Il comune  di Terni infatti, ha venduto ad Umbriadue Scarl, del gruppo ACEA, la quota della Società Consortile S.I.I. (Servizio Idrico Integrato) posseduta da ASM, l’azienda municipale ternana che gestisce i servizi pubblici locali (illuminazione, rifiuti, acqua ma anche energia elettrica).

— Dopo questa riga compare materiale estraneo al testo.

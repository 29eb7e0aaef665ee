//! Eager kernels with the framework's operator semantics.
//!
//! These are the reference: modules call them directly in `forward`, and the
//! tracer calls them (through the kernel table) while it records a graph.

use crate::error::{FrontendError, Result};
use opcheck_core::{
    ArithmeticOps, DataType, MatrixOps, PadMode, PadOps, ReductionOps, ShapeOps, Tensor,
};

/// `F.pad(x, pads, mode, value)`; `value` defaults to zero.
pub fn pad(x: &Tensor, pads: &[i64], mode: PadMode, value: Option<f64>) -> Result<Tensor> {
    Ok(x.pad(pads, mode, value.unwrap_or(0.0))?)
}

/// `torch.addmm(input, m1, m2, beta, alpha)`.
///
/// With `beta == 0` the input is not read at all, so NaN or Inf in it never
/// reaches the result.
pub fn addmm(input: &Tensor, m1: &Tensor, m2: &Tensor, beta: f64, alpha: f64) -> Result<Tensor> {
    if m1.rank() != 2 || m2.rank() != 2 {
        return Err(FrontendError::InvalidAttribute {
            name: "mat1".to_string(),
            reason: format!(
                "addmm expects 2-D matrices, got {:?} and {:?}",
                m1.shape(),
                m2.shape()
            ),
        });
    }
    let product = m1.matmul(m2)?;
    let product = if alpha == 1.0 {
        product
    } else {
        product.mul_scalar(alpha)?
    };

    let out_shape = product.shape();
    if Tensor::broadcast_shape(&input.shape(), &out_shape)? != out_shape {
        return Err(FrontendError::InvalidAttribute {
            name: "input".to_string(),
            reason: format!(
                "shape {:?} does not broadcast to {:?}",
                input.shape(),
                out_shape
            ),
        });
    }

    if beta == 0.0 {
        return Ok(product);
    }
    let bias = if beta == 1.0 {
        input.clone()
    } else {
        input.mul_scalar(beta)?
    };
    Ok(bias.add(&product)?.broadcast_to(&out_shape)?)
}

/// A tensor shaped like `x` with every element `value`, of `dtype` or `x`'s type.
pub fn full_like(x: &Tensor, value: f64, dtype: Option<DataType>) -> Result<Tensor> {
    Ok(Tensor::full(value, x.shape(), dtype.unwrap_or(x.dtype()))?)
}

/// Element type conversion.
pub fn cast(x: &Tensor, dtype: DataType) -> Result<Tensor> {
    Ok(x.cast(dtype)?)
}

/// `a // b`, rounding toward negative infinity for every element type.
pub fn floor_divide(a: &Tensor, b: &Tensor) -> Result<Tensor> {
    Ok(a.div(b)?.floor()?)
}

/// `a - alpha * b`.
pub fn sub(a: &Tensor, b: &Tensor, alpha: f64) -> Result<Tensor> {
    if alpha == 1.0 {
        return Ok(a.sub(b)?);
    }
    Ok(a.sub(&b.mul_scalar(alpha)?)?)
}

/// Pack integer scalars into a 1-D `int64` list.
pub fn list_construct(items: &[&Tensor]) -> Result<Tensor> {
    let values = items
        .iter()
        .map(|t| t.scalar_i64())
        .collect::<anyhow::Result<Vec<i64>>>()?;
    let len = values.len();
    Ok(Tensor::from_i64(values, vec![len])?)
}

/// Merge dimensions `start_dim..` into one.
pub fn flatten(x: &Tensor, start_dim: i64) -> Result<Tensor> {
    let start = resolve_dim(start_dim, x.rank())?;
    Ok(x.flatten_from(start)?)
}

/// Softmax over `dim` (negative counts from the end).
pub fn softmax(x: &Tensor, dim: i64) -> Result<Tensor> {
    let dim = resolve_dim(dim, x.rank())?;
    Ok(x.softmax(dim)?)
}

fn resolve_dim(dim: i64, rank: usize) -> Result<usize> {
    let resolved = if dim < 0 { dim + rank as i64 } else { dim };
    if resolved < 0 || resolved >= rank as i64 {
        return Err(FrontendError::InvalidAttribute {
            name: "dim".to_string(),
            reason: format!("dimension {dim} out of range for rank {rank}"),
        });
    }
    Ok(resolved as usize)
}

#[cfg(test)]
mod tests {
    use super::*;

    fn matrix(values: &[f32], rows: usize, cols: usize) -> Tensor {
        Tensor::from_data(values.to_vec(), vec![rows, cols], DataType::F32).unwrap()
    }

    #[test]
    fn test_addmm_combines_terms() {
        let input = matrix(&[1.0, 1.0], 1, 2);
        let m1 = matrix(&[1.0, 2.0], 1, 2);
        let m2 = matrix(&[1.0, 0.0, 0.0, 1.0], 2, 2);
        let out = addmm(&input, &m1, &m2, 2.0, 3.0).unwrap();
        assert_eq!(out.to_vec().unwrap(), vec![5.0, 8.0]);
    }

    #[test]
    fn test_addmm_beta_zero_ignores_nan() {
        let input = matrix(&[f32::NAN, f32::INFINITY], 1, 2);
        let m1 = matrix(&[1.0, 2.0], 1, 2);
        let m2 = matrix(&[1.0, 0.0, 0.0, 1.0], 2, 2);
        let out = addmm(&input, &m1, &m2, 0.0, 1.0).unwrap();
        assert_eq!(out.to_vec().unwrap(), vec![1.0, 2.0]);
    }

    #[test]
    fn test_addmm_broadcasts_column_input() {
        let input = matrix(&[1.0, 2.0], 2, 1);
        let m1 = matrix(&[1.0, 1.0], 2, 1);
        let m2 = matrix(&[1.0, 1.0, 1.0], 1, 3);
        let out = addmm(&input, &m1, &m2, 1.0, 1.0).unwrap();
        assert_eq!(out.shape(), vec![2, 3]);
        assert_eq!(out.to_vec().unwrap(), vec![2.0, 2.0, 2.0, 3.0, 3.0, 3.0]);
    }

    #[test]
    fn test_floor_divide_negative_ints() {
        let a = Tensor::from_i32(vec![-5], vec![]).unwrap();
        let b = Tensor::from_i32(vec![2], vec![]).unwrap();
        assert_eq!(floor_divide(&a, &b).unwrap().scalar_i64().unwrap(), -3);
    }

    #[test]
    fn test_floor_divide_floats_round_down() {
        let a = Tensor::from_data(vec![-5.0, 5.0], vec![2], DataType::F32).unwrap();
        let b = Tensor::from_data(vec![2.0], vec![1], DataType::F32).unwrap();
        let out = floor_divide(&a, &b).unwrap();
        assert_eq!(out.dtype(), DataType::F32);
        assert_eq!(out.to_vec().unwrap(), vec![-3.0, 2.0]);
    }

    #[test]
    fn test_list_construct() {
        let a = Tensor::from_i32(vec![3], vec![]).unwrap();
        let b = Tensor::from_i32(vec![4], vec![]).unwrap();
        let list = list_construct(&[&a, &b]).unwrap();
        assert_eq!(list.dtype(), DataType::I64);
        assert_eq!(list.to_vec_i64().unwrap(), vec![3, 4]);
    }

    #[test]
    fn test_full_like_keeps_dtype_by_default() {
        let x = Tensor::zeros(vec![2, 2], DataType::F16).unwrap();
        let out = full_like(&x, 1.0, None).unwrap();
        assert_eq!(out.dtype(), DataType::F16);
        assert_eq!(out.shape(), vec![2, 2]);
    }

    #[test]
    fn test_flatten_and_softmax_dims() {
        let x = Tensor::zeros(vec![1, 2, 3], DataType::F32).unwrap();
        assert_eq!(flatten(&x, 1).unwrap().shape(), vec![1, 6]);
        assert!(softmax(&x, 3).is_err());
        assert_eq!(softmax(&x, -1).unwrap().shape(), vec![1, 2, 3]);
    }
}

La vendita di questa quota pubblica va incontro ad uno specifico obiettivo di crescita del patrimonio ed incremento del valore azionario di ACEA spa, ricordiamo partecipata da SUEZ, sul settore idrico, oggi di importanza strategica per i profitti di multinazionali e finanziarie, grazie ai programmi di investimenti pubblici ed alle entrate derivanti dalle tariffe sempre più alte che i cittadini sono costretti a pagare per un bene essenziale alla vita.

Nel mentre favorisce gli interessi del socio privato, la vendita in questione, liquida di fatto una parte del suo patrimonio pubblico comunale per circa 6 milioni di euro,  con l’apparente guadagno di non versare alla S.I.I. circa la stessa somma (comune e ASM) a titolo di “contributi generici”, come previsto dall’art. 8 dello stauto del S.I.I.

Infatti, in cambio la S.I.I. ha modificato lo statuto, eliminando l’art. 8 in base al quale recentemente aveva chiesto ai soci 16 milioni di euro a titolo di contributi generici, per “errori di pianificazione risalenti al 2006-2010, anche se la S.I.I. non corre rischi di fallimento visto che ha chiuso il bilancio 2019 con un utile di € 3.000.000 ed il bilancio 2018 con un utile di 2.500.000.

E’ stato eliminato anche l’art. 10 dello statuto che riguarda la responsabilità solidale dei soci.

Entrambi probabilmente rappresentano l’ultimo baluardo di una gestione del servizio concepita pubblica, da un consorzio di comuni che volevano condividere spese e problematiche, e che oggi si rivela un utile strumento nelle mani del socio privato ACEA per indebitare i comuni stessi, che al contrario sono creditori per i canoni di concessione delle reti.